Zarko Marić, a cousin of Mileva’s father, lived in the countryside property where the Einsteins stayed during their visit. He told Krstić how Mileva calculated, wrote and worked with Albert. The couple often sat in the garden to discuss physics. Harmony and mutual respect prevailed. Gajin and Zarko Marić also reported hearing from Mileva’s father that during the Einstein’s visit to Novi Sad in 1905, Mileva confided to him: “Before our departure, we finished an important scientific work which will make my husband known around the world.” Krstić got this same information in 1961 from Mileva’s cousin, Sofija Galić Golubović, who was present when Mileva said it to her father.


Mileva, Albert and their son Hans-Albert in 1905

Desanka Trbuhović-Gjurić published Mileva’s first biography in Serbian in 1969(3). It later appeared in German and French. She described how Mileva’s brother often hosted gatherings of young intellectuals at his place. During one of these evenings, Albert would have declared: “I need my wife. She solves for me all my mathematical problems”, something Mileva is said to have confirmed.

In 1908, the couple constructed with Conrad Habicht an ultra-sensitive voltmeter. Trbuhović-Gjurić attributes this experimental work to Mileva and Conrad, and wrote: “When they were both satisfied, they left to Albert the task of describing the apparatus, since he was a patent expert.” It was registered under the Einstein-Habicht patent. When Habicht questioned Mileva’s choice not to include her name, she replied making a pun in German: “Warum? Wir beide sind nur ein Stein.“ (“Why? The two of us are but one stone”, meaning, we are one entity).

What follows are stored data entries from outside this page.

//! Candidate pools that fill template placeholders.
//!
//! A pool is either an ordered list of strings or a half-open numeric range.
//! Ranges are kept symbolic so large spans (e.g. mastery levels 2..100) never
//! need to be materialized unless the caller asks for the candidate list.

use crate::error::CatalogError;
use serde::{Deserialize, Serialize};

/// Half-open arithmetic range `[start, stop)` advancing by `step`.
#[derive(Debug, Clone, Copy, PartialEq, Eq, Hash, Serialize, Deserialize)]
pub struct NumericRange {
    pub start: i64,
    pub stop: i64,
    pub step: i64,
}

impl NumericRange {
    /// Build a range for use in constant tables.
    ///
    /// # Panics
    ///
    /// Panics if `step` is zero. In a `const` context this is a compile error.
    #[must_use]
    pub const fn new(start: i64, stop: i64, step: i64) -> Self {
        assert!(step != 0, "numeric range step must be non-zero");
        Self { start, stop, step }
    }

    /// Unit-step range `[start, stop)`.
    #[must_use]
    pub const fn span(start: i64, stop: i64) -> Self {
        Self::new(start, stop, 1)
    }

    /// Checked constructor for ranges coming from outside the crate.
    ///
    /// # Errors
    ///
    /// Returns [`CatalogError::ZeroStep`] when `step` is zero.
    pub fn try_new(start: i64, stop: i64, step: i64) -> Result<Self, CatalogError> {
        if step == 0 {
            return Err(CatalogError::ZeroStep { start, stop });
        }
        Ok(Self { start, stop, step })
    }

    #[must_use]
    pub fn len(&self) -> usize {
        let (distance, stride) = match self.step.signum() {
            1 if self.start < self.stop => (
                i128::from(self.stop) - i128::from(self.start),
                i128::from(self.step),
            ),
            -1 if self.start > self.stop => (
                i128::from(self.start) - i128::from(self.stop),
                -i128::from(self.step),
            ),
            _ => return 0,
        };
        let count = (distance + stride - 1) / stride;
        usize::try_from(count).unwrap_or(usize::MAX)
    }

    #[must_use]
    pub fn is_empty(&self) -> bool {
        self.len() == 0
    }

    /// Value at position `index`, if the range is that long.
    #[must_use]
    pub fn nth(&self, index: usize) -> Option<i64> {
        if index >= self.len() {
            return None;
        }
        let offset = i64::try_from(index).ok()?.checked_mul(self.step)?;
        self.start.checked_add(offset)
    }

    #[must_use]
    pub fn contains(&self, value: i64) -> bool {
        if self.step == 0 {
            return false;
        }
        let in_bounds = if self.step > 0 {
            self.start <= value && value < self.stop
        } else {
            self.stop < value && value <= self.start
        };
        in_bounds && (i128::from(value) - i128::from(self.start)) % i128::from(self.step) == 0
    }

    #[must_use]
    pub fn first(&self) -> Option<i64> {
        self.nth(0)
    }

    #[must_use]
    pub fn last(&self) -> Option<i64> {
        self.len().checked_sub(1).and_then(|idx| self.nth(idx))
    }

    #[must_use]
    pub const fn iter(&self) -> RangeIter {
        RangeIter {
            range: *self,
            index: 0,
        }
    }
}

impl IntoIterator for NumericRange {
    type Item = i64;
    type IntoIter = RangeIter;

    fn into_iter(self) -> Self::IntoIter {
        self.iter()
    }
}

#[derive(Debug, Clone)]
pub struct RangeIter {
    range: NumericRange,
    index: usize,
}

impl Iterator for RangeIter {
    type Item = i64;

    fn next(&mut self) -> Option<Self::Item> {
        let value = self.range.nth(self.index)?;
        self.index += 1;
        Some(value)
    }

    fn size_hint(&self) -> (usize, Option<usize>) {
        let remaining = self.range.len().saturating_sub(self.index);
        (remaining, Some(remaining))
    }
}

impl ExactSizeIterator for RangeIter {}

/// Candidate values for one placeholder kind.
#[derive(Debug, Clone, PartialEq, Eq, Serialize, Deserialize)]
#[serde(tag = "kind", content = "candidates", rename_all = "snake_case")]
pub enum Pool {
    Values(Vec<String>),
    Range(NumericRange),
}

impl Pool {
    #[must_use]
    pub fn from_slice(values: &[&str]) -> Self {
        Self::Values(values.iter().map(|value| (*value).to_string()).collect())
    }

    /// Integer lists (skill levels and the like) rendered as decimal strings.
    #[must_use]
    pub fn from_numbers(values: &[u32]) -> Self {
        Self::Values(values.iter().map(u32::to_string).collect())
    }

    #[must_use]
    pub fn len(&self) -> usize {
        match self {
            Self::Values(values) => values.len(),
            Self::Range(range) => range.len(),
        }
    }

    #[must_use]
    pub fn is_empty(&self) -> bool {
        self.len() == 0
    }

    /// Candidate at `index`, rendered the way it would appear in a label.
    #[must_use]
    pub fn get(&self, index: usize) -> Option<String> {
        match self {
            Self::Values(values) => values.get(index).cloned(),
            Self::Range(range) => range.nth(index).map(|value| value.to_string()),
        }
    }

    /// Every candidate rendered as a string, in pool order.
    #[must_use]
    pub fn candidates(&self) -> Vec<String> {
        match self {
            Self::Values(values) => values.clone(),
            Self::Range(range) => range.iter().map(|value| value.to_string()).collect(),
        }
    }

    #[must_use]
    pub fn as_values(&self) -> Option<&[String]> {
        match self {
            Self::Values(values) => Some(values),
            Self::Range(_) => None,
        }
    }

    #[must_use]
    pub const fn as_range(&self) -> Option<NumericRange> {
        match self {
            Self::Values(_) => None,
            Self::Range(range) => Some(*range),
        }
    }
}

impl From<Vec<String>> for Pool {
    fn from(values: Vec<String>) -> Self {
        Self::Values(values)
    }
}

impl From<NumericRange> for Pool {
    fn from(range: NumericRange) -> Self {
        Self::Range(range)
    }
}
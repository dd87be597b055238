//! Wingspan, with food types gated on the expansions the player owns.
//!
//! Most goal lists are generated from the habitat and nest tables, so they
//! are built on each call rather than declared literally.

use crate::error::CatalogError;
use crate::options::{ContentPack, GameOptions, PackSet};
use crate::platform::{GameIdentity, Platform};
use crate::pool::{NumericRange, Pool};
use crate::provider::{CatalogProvider, unknown_pool};
use crate::template::ObjectiveTemplate;

const IDENTITY: GameIdentity = GameIdentity {
    name: "Wingspan",
    platform: Platform::Board,
    platforms_other: &[
        Platform::Pc,
        Platform::And,
        Platform::Ios,
        Platform::Xone,
        Platform::Ps4,
        Platform::Ps5,
        Platform::Sw,
    ],
    is_adult_only_or_unrated: false,
};

#[derive(Debug, Clone, Copy, PartialEq, Eq, PartialOrd, Ord, Hash)]
pub enum WingspanExpansion {
    Asia,
    European,
    Oceania,
}

impl ContentPack for WingspanExpansion {
    const OPTION_KEY: &'static str = "wingspan_expansions_owned";
    const DISPLAY_NAME: &'static str = "Wingspan Expansions Owned";
    const ALL: &'static [Self] = &[Self::Asia, Self::European, Self::Oceania];

    fn key(self) -> &'static str {
        match self {
            Self::Asia => "Asia",
            Self::European => "European",
            Self::Oceania => "Oceania",
        }
    }
}

pub mod pools {
    pub const BOARD_COLUMNS: &str = "board_columns";
    pub const FOOD_RANGE: &str = "food_range";
    pub const BONUS_RANGE: &str = "bonus_range";
    pub const FOOD_TYPES: &str = "food_types";
    pub const HABITATS: &str = "habitats";
    pub const NEST_TYPES: &str = "nest_types";
    pub const END_OF_ROUND_GOALS: &str = "end_of_round_goals";
    pub const GAME_END_POINTS: &str = "game_end_points";
    pub const BONUS_OBJECTIVES: &str = "bonus_objectives";

    pub const ALL: &[&str] = &[
        BOARD_COLUMNS,
        FOOD_RANGE,
        BONUS_RANGE,
        FOOD_TYPES,
        HABITATS,
        NEST_TYPES,
        END_OF_ROUND_GOALS,
        GAME_END_POINTS,
        BONUS_OBJECTIVES,
    ];
}

const BOARD_COLUMNS: NumericRange = NumericRange::span(1, 6);
const FOOD_RANGE: NumericRange = NumericRange::span(3, 7);
const BONUS_RANGE: NumericRange = NumericRange::span(1, 7);

const BASE_FOOD_TYPES: &[&str] = &["invertebrate", "seed", "fish", "fruit", "rodent"];
const OCEANIA_FOOD_TYPES: &[&str] = &["nectar"];

const HABITATS: &[&str] = &["forest", "grassland", "wetland"];
const NEST_TYPES: &[&str] = &["bowl", "cavity", "ground", "platform", "wild"];
const BEAK_DIRECTIONS: &[&str] = &["left", "right"];
const ACTIONS: &[&str] = &["Play a Bird", "Gather Food", "Lay Eggs", "Draw Cards"];

const FIXED_ROUND_GOALS: &[&str] = &[
    "Most birds",
    "Most sets of eggs (1 in each habitat type)",
    "Most food in your personal supply",
    "Most bird cards in hand",
    "Most birds worth over 4 points",
    "Most birds with no eggs",
    "Most birds in one row",
    "Most filled columns",
    "Most birds with a brown 'when activated' power",
    "Most birds with either no power or a 'when played' power",
    "Most birds with a tucked card",
    "Most food cost on birds",
];

const GAME_END_POINTS: &[&str] = &[
    "most points from birds",
    "most points from bonus cards",
    "most points from end of round goals",
    "most eggs on birds",
    "most food cached on birds",
    "most tucked cards",
];

const FIXED_BONUS_OBJECTIVES: &[&str] = &[
    "Birds with colors in their names",
    "Birds with body parts in their names",
    "Birds with geography terms in their names",
    "Birds named after a person",
    "Birds with a specific type of nest",
    "Birds with at least 4 eggs laid on them",
    "Birds that have at least 1 egg laid on them",
    "Birds that can only live in one specific habitat",
    "Birds with wingspans over 65cm",
    "Birds with wingspans 30cm or less",
    "Birds worth less than 4 points",
    "Birds in your hand at end of game",
    "Sets of 4 nest types (1 of each type)",
    "Columns with a pair or trio of nest types",
    "Consecutive birds with ascending or descending wingspans",
    "Birds with completely full nests",
    "Birds with an egg limit of 2 or less",
    "Birds with a food cost of 2 or less",
    "Food remaining in your personal supply",
    "Fish and rodent tokens cached on birds",
    "Birds that allow you to score or draw more bonus cards",
];

#[derive(Debug, Clone, PartialEq, Eq)]
pub struct Wingspan {
    expansions: PackSet<WingspanExpansion>,
}

impl Default for Wingspan {
    fn default() -> Self {
        Self::new(PackSet::all())
    }
}

impl Wingspan {
    #[must_use]
    pub const fn new(expansions: PackSet<WingspanExpansion>) -> Self {
        Self { expansions }
    }

    /// Bind `wingspan_expansions_owned` from host options.
    ///
    /// # Errors
    ///
    /// Returns [`CatalogError::UnknownPack`] for an expansion outside
    /// [`WingspanExpansion::ALL`].
    pub fn from_options(options: &GameOptions) -> Result<Self, CatalogError> {
        Ok(Self::new(options.pack_set()?))
    }

    #[must_use]
    pub const fn expansions_owned(&self) -> &PackSet<WingspanExpansion> {
        &self.expansions
    }

    #[must_use]
    pub fn has_asia_expansion(&self) -> bool {
        self.expansions.contains(WingspanExpansion::Asia)
    }

    #[must_use]
    pub fn has_european_expansion(&self) -> bool {
        self.expansions.contains(WingspanExpansion::European)
    }

    #[must_use]
    pub fn has_oceania_expansion(&self) -> bool {
        self.expansions.contains(WingspanExpansion::Oceania)
    }

    #[must_use]
    pub const fn board_columns(&self) -> NumericRange {
        BOARD_COLUMNS
    }

    #[must_use]
    pub const fn food_range(&self) -> NumericRange {
        FOOD_RANGE
    }

    #[must_use]
    pub const fn bonus_range(&self) -> NumericRange {
        BONUS_RANGE
    }

    #[must_use]
    pub fn food_types(&self) -> Vec<&'static str> {
        let mut food = BASE_FOOD_TYPES.to_vec();
        if self.has_oceania_expansion() {
            food.extend_from_slice(OCEANIA_FOOD_TYPES);
        }
        food
    }

    #[must_use]
    pub const fn habitats(&self) -> &'static [&'static str] {
        HABITATS
    }

    #[must_use]
    pub const fn nest_types(&self) -> &'static [&'static str] {
        NEST_TYPES
    }

    #[must_use]
    pub fn end_of_round_goals(&self) -> Vec<String> {
        let mut goals = Vec::new();
        goals.extend(
            NEST_TYPES
                .iter()
                .map(|nest| format!("Most birds with {nest} nest type with an egg")),
        );
        goals.extend(HABITATS.iter().map(|habitat| format!("Most birds in {habitat}")));
        goals.extend(NEST_TYPES.iter().map(|nest| format!("Most eggs in {nest}")));
        goals.extend(HABITATS.iter().map(|habitat| format!("Most eggs in {habitat}")));
        goals.extend(
            BEAK_DIRECTIONS
                .iter()
                .map(|direction| format!("Most birds with a beak pointing {direction}")),
        );
        goals.extend(
            ACTIONS
                .iter()
                .map(|action| format!("Most cubes on '{action}' action")),
        );
        goals.extend(FIXED_ROUND_GOALS.iter().map(ToString::to_string));
        goals
    }

    #[must_use]
    pub const fn game_end_points(&self) -> &'static [&'static str] {
        GAME_END_POINTS
    }

    #[must_use]
    pub fn bonus_objectives(&self) -> Vec<String> {
        let mut objectives: Vec<String> = FIXED_BONUS_OBJECTIVES
            .iter()
            .map(ToString::to_string)
            .collect();
        objectives.extend(
            HABITATS
                .iter()
                .map(|habitat| format!("Different nest types in {habitat}")),
        );
        objectives.extend(HABITATS.iter().map(|habitat| {
            format!("Consecutive birds in {habitat} with ascending or descending scores")
        }));
        objectives
    }
}

impl CatalogProvider for Wingspan {
    fn identity(&self) -> &GameIdentity {
        &IDENTITY
    }

    fn list_objective_templates(&self) -> Vec<ObjectiveTemplate> {
        vec![
            ObjectiveTemplate::new("Win a game of Wingspan")
                .time_consuming()
                .weight(4),
            ObjectiveTemplate::new("Win a round with 'GOAL' as your goal")
                .bind("GOAL", pools::END_OF_ROUND_GOALS, 1)
                .weight(4),
            ObjectiveTemplate::new("At the end of game, have the GOAL")
                .bind("GOAL", pools::GAME_END_POINTS, 1)
                .weight(4),
            ObjectiveTemplate::new("Collect NUMBER FOOD")
                .bind("NUMBER", pools::FOOD_RANGE, 1)
                .bind("FOOD", pools::FOOD_TYPES, 1)
                .weight(4),
            ObjectiveTemplate::new("Achieve one additional bonus objective: BONUS")
                .bind("BONUS", pools::BONUS_OBJECTIVES, 3)
                .time_consuming()
                .weight(4),
        ]
    }

    fn list_constraint_templates(&self) -> Vec<ObjectiveTemplate> {
        vec![
            ObjectiveTemplate::new("Starting goals: GOALS")
                .bind("GOALS", pools::END_OF_ROUND_GOALS, 4),
        ]
    }

    fn pool_names(&self) -> &'static [&'static str] {
        pools::ALL
    }

    fn resolve_pool(&self, name: &str) -> Result<Pool, CatalogError> {
        let pool = match name {
            pools::BOARD_COLUMNS => self.board_columns().into(),
            pools::FOOD_RANGE => self.food_range().into(),
            pools::BONUS_RANGE => self.bonus_range().into(),
            pools::FOOD_TYPES => Pool::from_slice(&self.food_types()),
            pools::HABITATS => Pool::from_slice(self.habitats()),
            pools::NEST_TYPES => Pool::from_slice(self.nest_types()),
            pools::END_OF_ROUND_GOALS => self.end_of_round_goals().into(),
            pools::GAME_END_POINTS => Pool::from_slice(self.game_end_points()),
            pools::BONUS_OBJECTIVES => self.bonus_objectives().into(),
            _ => return Err(unknown_pool(&IDENTITY, name)),
        };
        Ok(pool)
    }
}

The first recognition came in 1908. Albert gave unpaid lectures in Bern, then was offered his first academic position in Zurich in 1909. Mileva was still assisting him. Eight pages of Albert’s first lecture notes are in her handwriting. So is a letter drafted in 1910 in reply to Max Planck who had sought Albert’s opinion. Both documents are kept in the Albert Einstein Archives (AEA) in Jerusalem. On 3 September 1909, Mileva confided to Helene Savić: “He is now regarded as the best of the German-speaking physicists, and they give him a lot of honours. I am very happy for his success, because he fully deserves it; I only hope and wish that fame does not have a harmful effect on his humanity.” Later, she added: “With all this fame, he has little time for his wife. […] What is there to say, with notoriety, one gets the pearl, the other the shell.”


Mileva and Albert in 1910.

Their second son, Eduard, was born on 28 July 1910. Up to 1911, Albert still sent affectionate postcards to Mileva. But in 1912, he started an affair with his cousin, Elsa Löwenthal while visiting his family who had moved to Berlin. They maintained a secret correspondence over two years. Elsa kept 21 of his letters, now in the Collected Papers of Albert Einstein. During this period, Albert held various faculty positions first in Prague, back in Zurich and finally in Berlin in 1914 to be closer to Elsa.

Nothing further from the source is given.